The second approach could target the PI3K/AKT/TOR pathway.11, 23, 24, 25, 26, 27 Some nonspecific inhibitors of the PI3K/AKT pathway (staurosporine derivative UCN-01, alkylphospholipid perifosine, geldanamycin derivative 17-AAG) are being tested in phase II trials. For practical reasons, direct use of rapamycin is not possible in clinic. Rapamycin-derived TOR inhibitors (temsirolimus CCI-779, everolimus RAD001 and AP23573) are currently used in clinical trials. PI3K and TOR inhibitors synergize with imatinib and are attractive drugs for the treatment of MPDs and many human cancers.

As MPDs may primarily be G1 diseases, a third approach would use drugs targeting the G1 phase of the cell cycle. The CDKN2/cyclin-dependent kinase (CDK) pathway may be a good therapeutical target. Inhibitors of CDK kinases may be potent cancer drugs.18, 28, 29, 30 A number of CDK inhibitors are not specific of a single CDK: butyrolactone, bryostatins, olomucine and analogs, flavopiridol, staurosporine analog UCN-01, roscovitine CYC202, paullones and purvalanol derivatives. CINK4, PD0183812 and PD0332991 inhibit CDK4/6 activity. A number of other cell cycle inhibitors have other targets, such as the proteasome (bortezomib) or histone regulation (depsipeptide, benzamide derivative), or broad activities (UCN-01).

Single-agent therapies are efficient to a certain point. Combinations of drugs that target different components of the disease (proteins, pathways, processes) should be more potent.

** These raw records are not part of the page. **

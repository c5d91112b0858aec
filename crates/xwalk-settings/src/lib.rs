//! Settings and autofill bridge for an embedded web runtime.
//!
//! This crate relays configuration from a host application's settings object
//! into a browser engine's per-view preference record, and provides the
//! autofill client the engine's form-filling pipeline talks to.
//!
//! The engine itself is not part of this crate. Sessions, render view hosts
//! and the preference service are traits in [`engine`] that the embedder
//! implements.
//!
//! ## Example
//!
//! ```rust,ignore
//! use std::rc::Rc;
//! use xwalk_settings::{
//!     BrowserContext, HostHandle, InMemorySettings, RuntimeSwitches, SettingsBridge,
//!     SettingsPopulater, WebPreferences, WebPreferencesPopulater,
//! };
//!
//! let context = Rc::new(BrowserContext::new(RuntimeSwitches::from_args(std::env::args())));
//! let settings = Rc::new(InMemorySettings::from_json(r#"{"text_size_percent":120}"#)?);
//! let bridge = SettingsBridge::new(&context, &session, HostHandle::new(&settings));
//! settings.attach_bridge(&bridge);
//!
//! // Later, when the engine builds preferences for the session's render view:
//! let populater = SettingsPopulater::new(Rc::clone(&context));
//! let mut prefs = WebPreferences::default();
//! populater.populate_for(session.as_ref(), &mut prefs);
//! ```
//!
//! ## Threading
//!
//! Everything here runs on the engine's UI thread. Types use `Rc` and
//! `RefCell` and are deliberately `!Send`.

pub mod autofill;
pub mod bridge;
pub mod context;
pub mod engine;
pub mod error;
pub mod host;
pub mod memory;
pub mod populater;
pub mod prefs;
pub mod switches;

#[cfg(test)]
mod testing;

pub use autofill::{AutofillClient, Suggestion, XWalkAutofillClient};
pub use bridge::{default_user_agent, SettingsBridge, TextZoom};
pub use context::BrowserContext;
pub use engine::{Session, SessionId};
pub use error::{Error, Result};
pub use host::{HostHandle, HostSettings, LayoutAlgorithm, SettingsValues};
pub use memory::InMemorySettings;
pub use populater::{SettingsPopulater, WebPreferencesPopulater};
pub use prefs::WebPreferences;
pub use switches::RuntimeSwitches;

Viewing MPD as a premalignant disease of stem cells in which the PI3K/AKT pathway is the major driving force acting mainly on the G1/S progression is certainly too schematic. However, this view may be highly efficient, first in terms of model for other human cancers (many of the oncogenes and tumor suppressors are components of either the G1 machinery and checkpoints or the PI3K/AKT pathway), and second, in terms of therapeutical design and management. It may not be necessary to know the very details and variations of the physiopathological substratum of the disease to counter its effect; knowing the main themes could be enough.